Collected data

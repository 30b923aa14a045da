use std::path::PathBuf;

use thiserror::Error;

/// Error surface for the daemon runtime and its socket protocol.
#[derive(Debug, Error)]
pub enum DaemonError {
    #[error("I/O error at {path}: {source}")]
    Io {
        path: PathBuf,
        #[source]
        source: std::io::Error,
    },

    #[error("notify error: {0}")]
    Notify(#[from] notify::Error),

    #[error("store error: {0}")]
    Store(#[from] chama_core::StoreError),

    #[error("sync error: {0}")]
    Sync(#[from] chama_sync::SyncError),

    #[error("JSON error: {0}")]
    Json(#[from] serde_json::Error),

    #[error("channel closed: {0}")]
    ChannelClosed(&'static str),

    #[error("daemon protocol error: {0}")]
    Protocol(String),

    #[error("daemon is not running (socket missing: {socket})")]
    DaemonNotRunning { socket: PathBuf },

    #[error("no remote configured; set remote_root in config.yaml")]
    NoRemote,
}

pub(crate) fn io_err(path: impl Into<PathBuf>, source: std::io::Error) -> DaemonError {
    DaemonError::Io {
        path: path.into(),
        source,
    }
}
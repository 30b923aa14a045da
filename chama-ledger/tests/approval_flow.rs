//! Approval flow over the on-disk store and roster file.

use std::sync::Arc;

use chrono::Utc;
use tempfile::TempDir;

use chama_core::roster;
use chama_core::types::{
    CanonicalId, Collection, EntityKind, FinancialRecord, ProvisionalId, RecordDraft,
    RecordStatus, Role, UserId, VoteAction,
};
use chama_core::{FileStore, LocalStore, MemberRoster, RosterFile};
use chama_ledger::{Ledger, LedgerError};

fn setup(members: usize) -> (TempDir, Ledger<FileStore, RosterFile>) {
    let home = TempDir::new().expect("tempdir");
    let mut roster = MemberRoster::default();
    roster.upsert(UserId::from("treasurer"), Role::Treasurer, true);
    for i in 1..members {
        roster.upsert(UserId::from(format!("m{i}")), Role::Member, true);
    }
    roster::save_at(home.path(), &roster).expect("save roster");

    let store = FileStore::open_at(home.path()).expect("open store");
    let ledger = Ledger::new(Arc::new(store), Arc::new(RosterFile::at(home.path())));
    (home, ledger)
}

fn voters(n: usize) -> Vec<UserId> {
    let mut all = vec![UserId::from("treasurer")];
    all.extend((1..n).map(|i| UserId::from(format!("m{i}"))));
    all
}

fn seed_issued(store: &FileStore, kind: EntityKind, count: u64) {
    let now = Utc::now();
    for seq in 1..=count {
        store
            .insert(&FinancialRecord {
                provisional_id: ProvisionalId::generate(),
                canonical_id: Some(CanonicalId(format!("{}{:04}", kind.type_code(), seq))),
                kind,
                status: RecordStatus::Active,
                amount: 100,
                created_by: UserId::from("m1"),
                notes: None,
                related_to: None,
                sync_flag: true,
                created_at: now,
                updated_at: now,
            })
            .expect("seed");
    }
}

#[test]
fn borrowing_from_draft_to_release() {
    let (_home, ledger) = setup(10);
    seed_issued(ledger.store(), EntityKind::Borrowing, 7);

    let record = ledger
        .create(RecordDraft {
            kind: EntityKind::Borrowing,
            amount: 5000,
            created_by: UserId::from("m1"),
            notes: Some("school fees".into()),
            related_to: None,
        })
        .expect("create");
    assert_eq!(record.status, RecordStatus::Pending);
    assert!(!record.sync_flag);

    let all = voters(10);
    for voter in &all[..3] {
        ledger
            .record_vote(&record.provisional_id, voter, VoteAction::Approve)
            .expect("vote");
    }
    assert!(!ledger.is_quorum_met(&record.provisional_id).unwrap());

    for voter in &all[3..7] {
        ledger
            .record_vote(&record.provisional_id, voter, VoteAction::Approve)
            .expect("vote");
    }
    let tally = ledger.tally(&record.provisional_id).unwrap();
    assert_eq!((tally.approves, tally.threshold), (7, 7));
    assert!(tally.met);

    let approved = ledger.find_record(&record.provisional_id).unwrap();
    assert_eq!(approved.status, RecordStatus::Approved);
    assert_eq!(approved.canonical_id, Some(CanonicalId::from("BR0008")));

    let released = ledger
        .release_funds(&record.provisional_id, &UserId::from("treasurer"))
        .expect("release");
    assert_eq!(released.status, RecordStatus::Active);
    assert_eq!(released.canonical_id, Some(CanonicalId::from("BR0008")));

    let err = ledger
        .release_funds(&record.provisional_id, &UserId::from("treasurer"))
        .unwrap_err();
    assert!(matches!(err, LedgerError::InvalidState(_)));
}

#[test]
fn member_count_is_read_live() {
    let (home, ledger) = setup(4);
    let record = ledger
        .create(RecordDraft {
            kind: EntityKind::Deposit,
            amount: 250,
            created_by: UserId::from("m1"),
            notes: None,
            related_to: None,
        })
        .unwrap();
    for voter in &voters(4)[..2] {
        ledger
            .record_vote(&record.provisional_id, voter, VoteAction::Approve)
            .unwrap();
    }
    // 4 members need 3 approvals.
    assert!(!ledger.is_quorum_met(&record.provisional_id).unwrap());

    let mut roster = roster::load_at(home.path()).unwrap();
    roster.upsert(UserId::from("m3"), Role::Member, false);
    roster::save_at(home.path(), &roster).unwrap();
    // 3 members need 2 approvals.
    assert!(ledger.is_quorum_met(&record.provisional_id).unwrap());
}

#[test]
fn canonical_ids_are_per_kind_and_survive_reopen() {
    let (home, ledger) = setup(1);
    let mut issued = Vec::new();
    for kind in [EntityKind::Deposit, EntityKind::Investment, EntityKind::Deposit] {
        let record = ledger
            .create(RecordDraft {
                kind,
                amount: 10,
                created_by: UserId::from("treasurer"),
                notes: None,
                related_to: None,
            })
            .unwrap();
        let outcome = ledger
            .record_vote(&record.provisional_id, &UserId::from("treasurer"), VoteAction::Approve)
            .unwrap();
        assert_eq!(outcome.status, RecordStatus::Approved);
        issued.push(ledger.find_record(&record.provisional_id).unwrap().display_id());
    }
    assert_eq!(issued, ["DP0001", "IN0001", "DP0002"]);

    let reopened = FileStore::open_at(home.path()).unwrap();
    let deposits: Vec<FinancialRecord> =
        reopened.list(Collection::Records(EntityKind::Deposit)).unwrap();
    assert_eq!(deposits.len(), 2);
    assert!(deposits.iter().all(|d| !d.sync_flag));
}

#[test]
fn release_stands_when_closing_the_borrowing_fails() {
    let (_home, ledger) = setup(3);
    let treasurer = UserId::from("treasurer");
    let approve = |id: &ProvisionalId| {
        for voter in voters(2) {
            ledger.record_vote(id, &voter, VoteAction::Approve).expect("vote");
        }
    };

    let loan = ledger
        .create(RecordDraft {
            kind: EntityKind::Borrowing,
            amount: 100,
            created_by: UserId::from("m1"),
            notes: None,
            related_to: None,
        })
        .expect("create loan");
    approve(&loan.provisional_id);
    ledger.release_funds(&loan.provisional_id, &treasurer).expect("release loan");

    let repayment = ledger
        .create(RecordDraft {
            kind: EntityKind::Repayment,
            amount: 100,
            created_by: UserId::from("m1"),
            notes: None,
            related_to: Some(loan.provisional_id.clone()),
        })
        .expect("create repayment");
    approve(&repayment.provisional_id);

    // An unreadable sibling makes the settlement scan fail after the release.
    let dir = ledger
        .store()
        .root()
        .join(Collection::Records(EntityKind::Repayment).name());
    std::fs::write(dir.join("zz-corrupt.yaml"), "provisional_id: [unclosed").expect("corrupt");

    let released = ledger
        .release_funds(&repayment.provisional_id, &treasurer)
        .expect("release is not undone by the follow-up");
    assert_eq!(released.status, RecordStatus::Active);
    assert_eq!(
        ledger.find_record(&loan.provisional_id).expect("loan").status,
        RecordStatus::Active
    );
}
//! Remote document store contract and its implementations.
//!
//! - [`DirRemote`] — shared directory of JSON documents, watched with `notify`
//! - [`MemoryRemote`] — in-process store with an offline switch

use async_trait::async_trait;
use tokio::sync::mpsc;

use chama_core::types::Collection;

use crate::document::Document;
use crate::error::SyncError;

pub mod dir;
pub mod memory;

pub use dir::DirRemote;
pub use memory::MemoryRemote;

/// What happened to a remote document.
#[derive(Debug, Clone, Copy, PartialEq, Eq)]
pub enum ChangeKind {
    Added,
    Modified,
    Removed,
}

/// One notification from a collection subscription.
///
/// `document` is empty for [`ChangeKind::Removed`].
#[derive(Debug, Clone, PartialEq)]
pub struct ChangeEvent {
    pub kind: ChangeKind,
    pub key: String,
    pub document: Document,
}

/// Receiving side of a subscription. Dropping it ends the subscription.
#[derive(Debug)]
pub struct ChangeStream {
    rx: mpsc::UnboundedReceiver<ChangeEvent>,
}

impl ChangeStream {
    pub fn new(rx: mpsc::UnboundedReceiver<ChangeEvent>) -> Self {
        Self { rx }
    }

    /// Next change, or `None` once the remote closed the subscription.
    pub async fn next(&mut self) -> Option<ChangeEvent> {
        self.rx.recv().await
    }
}

/// Collection-keyed document store shared by every device.
#[async_trait]
pub trait RemoteStore: Send + Sync {
    /// Full-document replace of `collection/key`.
    async fn set(
        &self,
        collection: Collection,
        key: &str,
        document: Document,
    ) -> Result<(), SyncError>;

    /// Stream of changes to `collection` from now on.
    async fn subscribe(&self, collection: Collection) -> Result<ChangeStream, SyncError>;

    /// Every document currently in `collection`, ordered by key.
    async fn fetch_all(&self, collection: Collection) -> Result<Vec<(String, Document)>, SyncError>;
}
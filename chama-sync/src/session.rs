//! Sync session: owns every pull subscription of one device.
//!
//! `start` subscribes to each collection, runs the initial pull, then spawns
//! one task per collection. `teardown` cancels them as a group through a
//! broadcast channel and waits for each to finish. Notifications that race
//! the teardown may be dropped; the next session's initial pull picks them
//! up.

use std::sync::Arc;

use tokio::sync::broadcast;
use tokio::task::JoinHandle;

use chama_core::types::Collection;
use chama_core::LocalStore;

use crate::error::SyncError;
use crate::pull::{apply_and_settle, pull_all, NoHook, PullCounters, PullHook, PullStats};
use crate::remote::{ChangeStream, RemoteStore};

pub struct SyncSession {
    shutdown: broadcast::Sender<()>,
    tasks: Vec<(Collection, JoinHandle<()>)>,
    stats: Arc<PullStats>,
}

impl SyncSession {
    /// [`SyncSession::start_with`] and no ledger hook.
    pub async fn start<S, R>(
        store: Arc<S>,
        remote: Arc<R>,
        collections: &[Collection],
    ) -> Result<Self, SyncError>
    where
        S: LocalStore + 'static,
        R: RemoteStore + ?Sized + 'static,
    {
        Self::start_with(store, remote, Arc::new(NoHook), collections).await
    }

    /// Subscribe to `collections` and begin applying changes, with `hook`
    /// run after each landed change.
    ///
    /// Subscriptions are opened before the initial pull so nothing written in
    /// between is missed; replaying a change twice is harmless.
    pub async fn start_with<S, R>(
        store: Arc<S>,
        remote: Arc<R>,
        hook: Arc<dyn PullHook>,
        collections: &[Collection],
    ) -> Result<Self, SyncError>
    where
        S: LocalStore + 'static,
        R: RemoteStore + ?Sized + 'static,
    {
        let mut streams = Vec::with_capacity(collections.len());
        for collection in collections {
            streams.push((*collection, remote.subscribe(*collection).await?));
        }

        let stats = Arc::new(PullStats::default());
        for collection in collections {
            pull_all(&*store, &*remote, &*hook, *collection, &stats).await?;
        }

        let (shutdown, _) = broadcast::channel::<()>(4);
        let tasks = streams
            .into_iter()
            .map(|(collection, stream)| {
                let handle = tokio::spawn(pull_task(
                    Arc::clone(&store),
                    Arc::clone(&hook),
                    collection,
                    stream,
                    Arc::clone(&stats),
                    shutdown.subscribe(),
                ));
                (collection, handle)
            })
            .collect();

        tracing::info!("sync session started for {} collection(s)", collections.len());
        Ok(Self {
            shutdown,
            tasks,
            stats,
        })
    }

    pub fn stats(&self) -> PullCounters {
        self.stats.snapshot()
    }

    /// Collections with a live pull task.
    pub fn collections(&self) -> Vec<Collection> {
        self.tasks
            .iter()
            .filter(|(_, handle)| !handle.is_finished())
            .map(|(collection, _)| *collection)
            .collect()
    }

    /// Cancel every pull task and wait for them to exit.
    pub async fn teardown(self) {
        let _ = self.shutdown.send(());
        for (collection, handle) in self.tasks {
            if let Err(err) = handle.await {
                tracing::error!("pull task for {collection} failed: {err}");
            }
        }
        tracing::info!("sync session stopped");
    }
}

async fn pull_task<S: LocalStore>(
    store: Arc<S>,
    hook: Arc<dyn PullHook>,
    collection: Collection,
    mut stream: ChangeStream,
    stats: Arc<PullStats>,
    mut shutdown_rx: broadcast::Receiver<()>,
) {
    loop {
        tokio::select! {
            _ = shutdown_rx.recv() => break,
            event = stream.next() => {
                let Some(event) = event else {
                    tracing::warn!("remote closed the {collection} subscription");
                    break;
                };
                let outcome = apply_and_settle(&*store, &*hook, collection, &event, &stats);
                match &outcome {
                    Ok(applied) => {
                        tracing::debug!("{collection}/{}: {applied:?}", event.key);
                    }
                    Err(err) => {
                        tracing::warn!("applying {collection}/{} failed: {err}", event.key);
                    }
                }
            }
        }
    }
}
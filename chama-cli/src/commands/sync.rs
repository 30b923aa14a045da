//! `chama sync [--push-only|--pull-only]`
//!
//! Goes through the daemon's job queue when the daemon is running;
//! otherwise runs in-process.

use std::time::Duration;

use anyhow::{bail, Context, Result};
use clap::Args;
use serde::Deserialize;

use chama_core::settings;
use chama_daemon::{request_sync, DaemonError, SyncDirection};
use chama_sync::{pipeline, DirRemote, PullCounters, SyncMode, SyncSummary};

use super::home_dir;

/// Arguments for `chama sync`.
#[derive(Args, Debug)]
pub struct SyncArgs {
    /// Only push local changes.
    #[arg(long, conflicts_with = "pull_only")]
    pub push_only: bool,

    /// Only pull remote changes.
    #[arg(long)]
    pub pull_only: bool,

    /// Run in this process even if the daemon is up.
    #[arg(long)]
    pub no_daemon: bool,
}

/// The fields of a daemon job summary this command prints.
#[derive(Debug, Deserialize)]
struct ReportedSummary {
    pushed: usize,
    superseded: usize,
    failed: Vec<String>,
    pulled: ReportedPull,
    duration_ms: u64,
}

#[derive(Debug, Deserialize)]
struct ReportedPull {
    inserted: u64,
    applied: u64,
    kept_local: u64,
}

impl SyncArgs {
    fn direction(&self) -> SyncDirection {
        if self.push_only {
            SyncDirection::Push
        } else if self.pull_only {
            SyncDirection::Pull
        } else {
            SyncDirection::Both
        }
    }

    pub fn run(self) -> Result<()> {
        let home = home_dir()?;
        let direction = self.direction();

        if !self.no_daemon {
            match request_sync(&home, direction) {
                Ok(value) => {
                    let summary: ReportedSummary = serde_json::from_value(value)
                        .context("unexpected sync summary from daemon")?;
                    print_summary("daemon", &summary);
                    return finish(&summary.failed);
                }
                Err(DaemonError::DaemonNotRunning { .. }) => {}
                Err(err) => return Err(err).context("daemon sync failed"),
            }
        }

        let config = settings::load_at(&home).context("failed to read config.yaml")?;
        let Some(remote_root) = config.remote_root.clone() else {
            bail!("no remote configured; run `chama init --remote-root <dir>` first");
        };
        let ledger = super::open_ledger()?;
        let remote = DirRemote::new(remote_root);
        let timeout = Duration::from_millis(config.remote_timeout_ms);

        let runtime = tokio::runtime::Builder::new_current_thread()
            .enable_all()
            .build()
            .context("failed to start async runtime")?;
        let summary = runtime
            .block_on(pipeline::run_with(
                ledger.store(),
                &remote,
                &ledger,
                SyncMode::from(direction),
                timeout,
            ))
            .context("sync failed")?;

        let reported = ReportedSummary::from(summary);
        print_summary("local", &reported);
        finish(&reported.failed)
    }
}

impl From<SyncSummary> for ReportedSummary {
    fn from(summary: SyncSummary) -> Self {
        let PullCounters {
            inserted,
            applied,
            kept_local,
            ..
        } = summary.pulled;
        Self {
            pushed: summary.pushed,
            superseded: summary.superseded,
            failed: summary.failed,
            pulled: ReportedPull {
                inserted,
                applied,
                kept_local,
            },
            duration_ms: u64::try_from(summary.duration_ms).unwrap_or(u64::MAX),
        }
    }
}

fn print_summary(via: &str, summary: &ReportedSummary) {
    println!(
        "✓ Sync ({via}) finished in {} ms: {} pushed, {} superseded, {} pulled, {} kept local",
        summary.duration_ms,
        summary.pushed,
        summary.superseded,
        summary.pulled.inserted + summary.pulled.applied,
        summary.pulled.kept_local,
    );
    for failure in &summary.failed {
        println!("  ✗ {failure}");
    }
}

fn finish(failed: &[String]) -> Result<()> {
    if failed.is_empty() {
        Ok(())
    } else {
        bail!("{} record(s) failed to push; they stay queued", failed.len())
    }
}
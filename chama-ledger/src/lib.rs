//! Approval-gated record lifecycle.
//!
//! - [`lifecycle`] — creation, canonical-id allocation, closing
//! - [`quorum`] — votes and the ⌈2n/3⌉ approval threshold
//! - [`release`] — treasurer-only release of approved funds

pub mod error;
pub mod ledger;
pub mod lifecycle;
pub mod quorum;
pub mod release;

pub use error::LedgerError;
pub use ledger::Ledger;
pub use lifecycle::{allocator_lock, next_canonical_id, reassign_duplicate_canonical};
pub use quorum::{quorum_threshold, Tally, VoteOutcome};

**Exercise aim**
Copy out every line from the data above that has "UnboundedReceiver" in it.

**Response**
    rx: mpsc::UnboundedReceiver<ChangeEvent>,
    pub fn new(rx: mpsc::UnboundedReceiver<ChangeEvent>) -> Self {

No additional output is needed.